Hindustan Times first reported in December 2019 that the Philippines was set to become the first country to buy the BrahMos missile. Both sides were keen on signing the deal during a proposed visit by President Rodrigo Duterte early in 2021, but the plan fell through because of widespread disruptions caused by the Covid-19 pandemic.
The defence deal will not go down well with China, whose aggressive behaviour in the disputed South China Sea has taken its relations with the Philippines to a fresh low. The Philippine Marines intend to use the BrahMos as a shore-based anti-ship missile, and the South China Sea is one of the potential areas for deploying the system.
“The BrahMos supersonic cruise missiles will certainly beef up the firepower of the Philippine Navy, particularly the Philippine Marines Corps Coastal Defense Regiment,” Lorenzana said in his remarks at the signing ceremony that was conducted via video and a face-to-face meeting attended by officials of both countries.

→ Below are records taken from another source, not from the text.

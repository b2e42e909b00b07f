//! Coordinator-side handle for one worker.
//!
//! The handle owns the worker's channel and its in-flight task map. It posts
//! tasks, resolves their records from worker responses, and reports its load
//! to the [`ResourcePool`](crate::core::ResourcePool).
//!
//! Responses reach the handle two ways: one at a time through
//! [`WorkerHandle::process_next_message`] (the event path), or in bursts
//! through [`WorkerHandle::drain_pending_responses`], which only touches the
//! channel when the shared response counter moved.

use std::collections::HashMap;
use std::sync::atomic::{AtomicBool, AtomicI32, AtomicU64, Ordering};
use std::sync::Arc;
use std::time::{Duration, Instant};

use parking_lot::Mutex;
use serde_json::Value;
use tracing::{debug, info, warn};

use crate::core::resource_pool::{AsyncResource, Readiness, INFINITE_USAGE};
use crate::core::task::TaskRecord;
use crate::core::PoolError;
use crate::runtime::channel::MessagePort;
use crate::runtime::counters::{SharedCounters, REQUEST_COUNT_FIELD, RESPONSE_COUNT_FIELD};
use crate::runtime::protocol::{RequestMessage, ResponseMessage, WorkerMessage};
use crate::runtime::worker::Worker;
use crate::util::serde::{TaskId, WorkerId};

/// Pool-manager hook run for every response, after the record left the
/// in-flight map and before its callback fires.
pub type ResponseCallback = Arc<dyn Fn(&ResponseMessage) + Send + Sync + 'static>;

/// Releases the worker id back to the pool's free list.
pub type FreeWorkerId = Box<dyn FnOnce() + Send + 'static>;

/// Handle for one worker: channel, in-flight tasks, readiness and idle state.
pub struct WorkerHandle {
    worker: Arc<dyn Worker>,
    worker_id: WorkerId,
    free_worker_id: Mutex<Option<FreeWorkerId>>,
    in_flight: Mutex<HashMap<TaskId, TaskRecord>>,
    idle_deadline: Mutex<Option<Instant>>,
    port: MessagePort,
    counters: SharedCounters,
    last_seen_response_count: AtomicI32,
    used_memory: AtomicU64,
    should_recycle: AtomicBool,
    terminated: AtomicBool,
    readiness: Readiness,
    on_response: ResponseCallback,
}

impl WorkerHandle {
    /// Wrap a provisioned worker and the coordinator end of its channel.
    pub fn new(
        worker: Arc<dyn Worker>,
        port: MessagePort,
        worker_id: WorkerId,
        free_worker_id: FreeWorkerId,
        on_response: ResponseCallback,
    ) -> Self {
        let counters = port.counters().clone();
        Self {
            worker,
            worker_id,
            free_worker_id: Mutex::new(Some(free_worker_id)),
            in_flight: Mutex::new(HashMap::new()),
            idle_deadline: Mutex::new(None),
            port,
            counters,
            last_seen_response_count: AtomicI32::new(0),
            used_memory: AtomicU64::new(0),
            should_recycle: AtomicBool::new(false),
            terminated: AtomicBool::new(false),
            readiness: Readiness::new(),
            on_response,
        }
    }

    /// Pool-assigned worker id.
    #[must_use]
    pub const fn worker_id(&self) -> WorkerId {
        self.worker_id
    }

    /// The wrapped worker.
    #[must_use]
    pub fn worker(&self) -> &Arc<dyn Worker> {
        &self.worker
    }

    /// Coordinator end of the worker channel.
    #[must_use]
    pub const fn port(&self) -> &MessagePort {
        &self.port
    }

    /// Post a task to the worker.
    ///
    /// A synchronous send failure completes the record with that error and
    /// leaves the in-flight map untouched.
    ///
    /// # Panics
    ///
    /// Panics if a task with the same id is already in flight on this handle.
    pub fn dispatch(&self, mut record: TaskRecord) {
        let task_id = record.task_id();
        assert!(
            !self.in_flight.lock().contains_key(&task_id),
            "task {task_id} is already in flight on worker {}",
            self.worker_id
        );
        let message = RequestMessage {
            task_id,
            task: record.release_payload().unwrap_or(Value::Null),
            filename: record.filename().to_owned(),
            name: record.name().to_owned(),
        };
        if let Some(channel) = record.channel() {
            self.worker.set_channel(Arc::clone(channel));
        }
        if let Err(err) = self.port.post_message(message, record.transfer_list()) {
            warn!(worker_id = self.worker_id, task_id, error = %err, "failed to post task");
            record.complete(Err(err));
            return;
        }

        record.mark_dispatched(self.worker_id);
        self.in_flight.lock().insert(task_id, record);
        self.reference();
        self.clear_idle_timeout();

        self.counters.add_and_notify(REQUEST_COUNT_FIELD);
        debug!(worker_id = self.worker_id, task_id, "task dispatched");
    }

    /// Handle one message from the worker.
    pub fn handle_message(&self, message: WorkerMessage) {
        match message {
            WorkerMessage::Ready => {
                if self.mark_ready() {
                    info!(worker_id = self.worker_id, "worker ready");
                }
            }
            WorkerMessage::Response(response) => self.handle_response(response),
        }
    }

    /// Resolve the record a response belongs to.
    ///
    /// Records reported memory, runs the response hook, completes the record,
    /// and drops the keep-alive reference once nothing is in flight.
    pub fn handle_response(&self, message: ResponseMessage) {
        self.used_memory.store(message.used_memory, Ordering::Relaxed);
        let record = self.in_flight.lock().remove(&message.task_id);
        (self.on_response)(&message);

        match record {
            Some(mut record) => {
                let outcome = match message.error {
                    Some(error) => Err(PoolError::Remote(error)),
                    None => Ok(message.result),
                };
                debug!(worker_id = self.worker_id, task_id = message.task_id, "task completed");
                record.complete(outcome);
            }
            None => warn!(
                worker_id = self.worker_id,
                task_id = message.task_id,
                "response for unknown task"
            ),
        }

        if self.in_flight.lock().is_empty() {
            self.unreference();
        }
    }

    /// Synchronously handle every message the worker already produced.
    ///
    /// Only reads the channel when the shared response counter moved since
    /// the last drain. Never waits. Returns the number of messages handled.
    pub fn drain_pending_responses(&self) -> usize {
        let actual = self.counters.load(RESPONSE_COUNT_FIELD);
        if actual == self.last_seen_response_count.load(Ordering::Acquire) {
            return 0;
        }
        self.last_seen_response_count.store(actual, Ordering::Release);

        let mut handled = 0;
        while let Some(message) = self.port.try_receive() {
            self.handle_message(message);
            handled += 1;
        }
        if handled > 0 {
            debug!(worker_id = self.worker_id, handled, "drained responses");
        }
        handled
    }

    /// Wait up to `timeout` for one message and handle it. Returns whether a
    /// message arrived.
    pub fn process_next_message(&self, timeout: Duration) -> bool {
        match self.port.recv_timeout(timeout) {
            Some(message) => {
                self.handle_message(message);
                true
            }
            None => false,
        }
    }

    /// True iff exactly one task is in flight and it is abortable.
    #[must_use]
    pub fn is_running_abortable_task(&self) -> bool {
        let in_flight = self.in_flight.lock();
        in_flight.len() == 1 && in_flight.values().all(TaskRecord::is_abortable)
    }

    /// Number of tasks in flight.
    #[must_use]
    pub fn in_flight_count(&self) -> usize {
        self.in_flight.lock().len()
    }

    /// Whether `task_id` is in flight on this handle.
    #[must_use]
    pub fn is_tracking(&self, task_id: TaskId) -> bool {
        self.in_flight.lock().contains_key(&task_id)
    }

    /// Terminate the worker and fail everything still in flight with
    /// [`PoolError::ThreadTermination`].
    ///
    /// Cleanup runs whether termination is confirmed or `timeout` fires
    /// first. Calling again after the first teardown is a no-op.
    ///
    /// # Errors
    ///
    /// Returns [`PoolError::TerminateTimeout`] if the worker did not confirm
    /// termination within `timeout`.
    pub async fn teardown(&self, timeout: Option<Duration>) -> Result<(), PoolError> {
        if self.terminated.swap(true, Ordering::AcqRel) {
            return Ok(());
        }
        info!(worker_id = self.worker_id, "terminating worker");

        let result = match timeout {
            Some(limit) => tokio::time::timeout(limit, self.worker.terminate())
                .await
                .map_err(|_| PoolError::TerminateTimeout),
            None => {
                self.worker.terminate().await;
                Ok(())
            }
        };
        if result.is_err() {
            warn!(worker_id = self.worker_id, "worker did not terminate in time");
        }

        self.port.close();
        self.clear_idle_timeout();
        let orphaned: Vec<TaskRecord> = self.in_flight.lock().drain().map(|(_, record)| record).collect();
        for mut record in orphaned {
            record.complete(Err(PoolError::ThreadTermination));
        }
        self.unreference();
        if let Some(free) = self.free_worker_id.lock().take() {
            free();
        }
        result
    }

    /// Whether teardown started.
    #[must_use]
    pub fn is_terminated(&self) -> bool {
        self.terminated.load(Ordering::Acquire)
    }

    /// Arm the idle timer.
    pub fn set_idle_timeout(&self, after: Duration) {
        *self.idle_deadline.lock() = Some(Instant::now() + after);
    }

    /// Disarm the idle timer.
    pub fn clear_idle_timeout(&self) {
        self.idle_deadline.lock().take();
    }

    /// Whether an armed idle timer elapsed by `now`.
    #[must_use]
    pub fn idle_timeout_expired(&self, now: Instant) -> bool {
        self.idle_deadline
            .lock()
            .is_some_and(|deadline| now >= deadline)
    }

    /// Whether the idle timer is armed.
    #[must_use]
    pub fn has_idle_timeout(&self) -> bool {
        self.idle_deadline.lock().is_some()
    }

    /// Keep the owner alive while work is in flight.
    pub fn reference(&self) -> &Self {
        self.port.reference();
        self.worker.set_referenced(true);
        self
    }

    /// Stop keeping the owner alive.
    pub fn unreference(&self) -> &Self {
        self.port.unreference();
        self.worker.set_referenced(false);
        self
    }

    /// Whether the handle currently keeps its owner alive.
    #[must_use]
    pub fn is_referenced(&self) -> bool {
        self.port.is_referenced()
    }

    /// Memory the worker reported with its last response.
    #[must_use]
    pub fn used_memory(&self) -> u64 {
        self.used_memory.load(Ordering::Relaxed)
    }

    /// Flag the worker for replacement. A flagged worker takes no new work
    /// and the pool retires it once nothing is in flight.
    pub fn set_should_recycle(&self, recycle: bool) {
        self.should_recycle.store(recycle, Ordering::Release);
    }

    /// Whether the worker is flagged for replacement.
    #[must_use]
    pub fn should_recycle(&self) -> bool {
        self.should_recycle.load(Ordering::Acquire)
    }

    /// Transition to ready. Returns `false` if it already was.
    pub fn mark_ready(&self) -> bool {
        self.readiness.mark_ready()
    }

    /// Whether the worker is ready.
    #[must_use]
    pub fn is_ready(&self) -> bool {
        self.readiness.is_ready()
    }
}

impl AsyncResource for WorkerHandle {
    fn readiness(&self) -> &Readiness {
        &self.readiness
    }

    /// An abortable task monopolizes the worker. A worker flagged for
    /// recycling takes no new work.
    fn current_usage(&self) -> usize {
        if self.should_recycle() {
            return INFINITE_USAGE;
        }
        let in_flight = self.in_flight.lock();
        if in_flight.len() == 1 && in_flight.values().all(TaskRecord::is_abortable) {
            return INFINITE_USAGE;
        }
        in_flight.len()
    }
}

impl std::fmt::Debug for WorkerHandle {
    fn fmt(&self, f: &mut std::fmt::Formatter<'_>) -> std::fmt::Result {
        f.debug_struct("WorkerHandle")
            .field("worker_id", &self.worker_id)
            .field("in_flight", &self.in_flight_count())
            .field("ready", &self.is_ready())
            .field("terminated", &self.is_terminated())
            .field("counters", &self.counters)
            .finish_non_exhaustive()
    }
}
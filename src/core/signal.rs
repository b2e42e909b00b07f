//! Cancellation signals.
//!
//! The pool only talks to [`CancelSignal`]. Signals come in two shapes in the
//! wild: event-target style (`add_event_listener` / `remove_event_listener`)
//! and emitter style (`once` / `off`). Each shape gets an adapter at the
//! boundary so the core never branches on it.

use std::sync::atomic::{AtomicU64, Ordering};
use std::sync::Arc;

use parking_lot::Mutex;

/// Listener invoked when a signal aborts.
pub type AbortListener = Box<dyn FnOnce() + Send + 'static>;

/// Registration returned by a signal, used to detach the listener again.
#[derive(Debug, Clone, Copy, PartialEq, Eq, Hash)]
pub struct ListenerId(pub u64);

/// Signal a task can be bound to.
pub trait CancelSignal: Send + Sync {
    /// Whether the signal already fired.
    fn aborted(&self) -> bool;
    /// Register a listener that runs at most once, when the signal fires.
    fn subscribe_once(&self, listener: AbortListener) -> ListenerId;
    /// Detach a listener. Unknown ids are ignored.
    fn unsubscribe(&self, id: ListenerId);
}

/// Event-target shaped signal.
pub trait EventTarget: Send + Sync {
    /// Whether the signal already fired.
    fn aborted(&self) -> bool;
    /// Register an abort listener.
    fn add_event_listener(&self, listener: AbortListener) -> ListenerId;
    /// Remove an abort listener.
    fn remove_event_listener(&self, id: ListenerId);
}

/// Emitter shaped signal.
pub trait EventEmitter: Send + Sync {
    /// Register a one-shot abort listener.
    fn once(&self, listener: AbortListener) -> ListenerId;
    /// Remove an abort listener.
    fn off(&self, id: ListenerId);
    /// Emitters usually expose no state; override when they do.
    fn aborted(&self) -> bool {
        false
    }
}

/// Adapts an [`EventTarget`] to [`CancelSignal`].
#[derive(Debug, Clone)]
pub struct EventTargetSignal<S>(pub S);

impl<S: EventTarget> CancelSignal for EventTargetSignal<S> {
    fn aborted(&self) -> bool {
        self.0.aborted()
    }

    fn subscribe_once(&self, listener: AbortListener) -> ListenerId {
        self.0.add_event_listener(listener)
    }

    fn unsubscribe(&self, id: ListenerId) {
        self.0.remove_event_listener(id);
    }
}

/// Adapts an [`EventEmitter`] to [`CancelSignal`].
#[derive(Debug, Clone)]
pub struct EventEmitterSignal<S>(pub S);

impl<S: EventEmitter> CancelSignal for EventEmitterSignal<S> {
    fn aborted(&self) -> bool {
        self.0.aborted()
    }

    fn subscribe_once(&self, listener: AbortListener) -> ListenerId {
        self.0.once(listener)
    }

    fn unsubscribe(&self, id: ListenerId) {
        self.0.off(id);
    }
}

#[derive(Default)]
struct SignalState {
    aborted: bool,
    reason: Option<String>,
    listeners: Vec<(ListenerId, AbortListener)>,
}

#[derive(Default)]
struct SignalInner {
    state: Mutex<SignalState>,
    next_listener: AtomicU64,
}

/// Event-target style abort signal, fired by its [`AbortController`].
#[derive(Clone, Default)]
pub struct AbortSignal {
    inner: Arc<SignalInner>,
}

impl AbortSignal {
    /// Abort reason, if one was given.
    #[must_use]
    pub fn reason(&self) -> Option<String> {
        self.inner.state.lock().reason.clone()
    }

    /// Number of attached listeners.
    #[must_use]
    pub fn listener_count(&self) -> usize {
        self.inner.state.lock().listeners.len()
    }

    /// Wrap in the event-target adapter for use with the pool.
    #[must_use]
    pub fn into_cancel_signal(self) -> Arc<dyn CancelSignal> {
        Arc::new(EventTargetSignal(self))
    }
}

impl EventTarget for AbortSignal {
    fn aborted(&self) -> bool {
        self.inner.state.lock().aborted
    }

    /// Listeners added after the signal fired are never invoked.
    fn add_event_listener(&self, listener: AbortListener) -> ListenerId {
        let id = ListenerId(self.inner.next_listener.fetch_add(1, Ordering::Relaxed));
        let mut state = self.inner.state.lock();
        if !state.aborted {
            state.listeners.push((id, listener));
        }
        id
    }

    fn remove_event_listener(&self, id: ListenerId) {
        self.inner
            .state
            .lock()
            .listeners
            .retain(|(registered, _)| *registered != id);
    }
}

impl std::fmt::Debug for AbortSignal {
    fn fmt(&self, f: &mut std::fmt::Formatter<'_>) -> std::fmt::Result {
        let state = self.inner.state.lock();
        f.debug_struct("AbortSignal")
            .field("aborted", &state.aborted)
            .field("listeners", &state.listeners.len())
            .finish()
    }
}

/// Owner of an [`AbortSignal`].
#[derive(Debug, Clone, Default)]
pub struct AbortController {
    signal: AbortSignal,
}

impl AbortController {
    /// New controller with an unfired signal.
    #[must_use]
    pub fn new() -> Self {
        Self::default()
    }

    /// The controlled signal.
    #[must_use]
    pub fn signal(&self) -> AbortSignal {
        self.signal.clone()
    }

    /// Fire the signal. Listeners run once, outside the signal's lock.
    /// Later calls are ignored.
    pub fn abort(&self, reason: Option<String>) {
        let listeners = {
            let mut state = self.signal.inner.state.lock();
            if state.aborted {
                return;
            }
            state.aborted = true;
            state.reason = reason;
            std::mem::take(&mut state.listeners)
        };
        for (_, listener) in listeners {
            listener();
        }
    }
}
//! Task queue abstraction.

use crate::core::task::TaskRecord;
use crate::util::serde::TaskId;

/// Holding area for tasks waiting for a free worker.
///
/// Queues own their records. Implementations may reorder what
/// [`shift`](TaskQueue::shift) returns (priority queues do), but must return
/// `None` when empty and treat removal of an absent task as a no-op.
pub trait TaskQueue: Send {
    /// Current number of queued tasks.
    fn len(&self) -> usize;

    /// Whether the queue is empty.
    fn is_empty(&self) -> bool {
        self.len() == 0
    }

    /// Append a task. Never drops it.
    fn push(&mut self, task: TaskRecord);

    /// Remove and return the next task, or `None` if empty.
    fn shift(&mut self) -> Option<TaskRecord>;

    /// Remove a task by id, returning it if it was queued.
    fn remove(&mut self, task_id: TaskId) -> Option<TaskRecord>;
}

“Its system will provide counter-attack capabilities within the Philippine exclusive economic zone (EEZ). As the world’s fastest supersonic cruise missiles, the BrahMos missiles will provide deterrence against any attempt to undermine our sovereignty and sovereign rights, especially in the West Philippine Sea,” he said.
In July 2016, the Permanent Court of Arbitration at The Hague dismissed China’s claim to much of the South China Sea in a landmark ruling, which also said Beijing’s activities within the Philippines’ EEZ, such as illegal fishing and building artificial islands, infringed on Manila’s sovereign rights. The ruling was rejected by China.
Lorenzana said the acquisition of the BrahMos missiles for the Philippine Navy was first conceptualized in 2017, and President Duterte approved its inclusion in the “Horizon 2 Priority Projects” under the military’s revised modernisation programme in 2020. He added: “Equipping our navy with this vital asset is imperative as the Philippines continues to protect the integrity of its territory and defend its national interests.”
Earlier, Lorenzana had signed the “notice of award” – or the acceptance of India’s proposal for supplying the missile – for the Philippine Navy’s shore-based anti-ship missile acquisition project. The deal includes the delivery of three batteries, training for operators and maintainers and an integrated logistics support (ILS) package.
The Philippine Army is also interested in acquiring the BrahMos and a separate deal is likely to be concluded later this year, people familiar with the matter said. Friday’s deal could also pave the way for more Southeast Asian nations to acquire the missile jointly developed by India and Russia.
Thailand, Vietnam and Indonesia are among the countries that have shown an interest in the BrahMos, which has a range of 290 km and can carry a 200-kg warhead. Thailand and Vietnam have had discussions with the Indian side on the weapon system and an Indonesian Navy team visited India some years ago to explore the possibility of fitting the missile on its warships.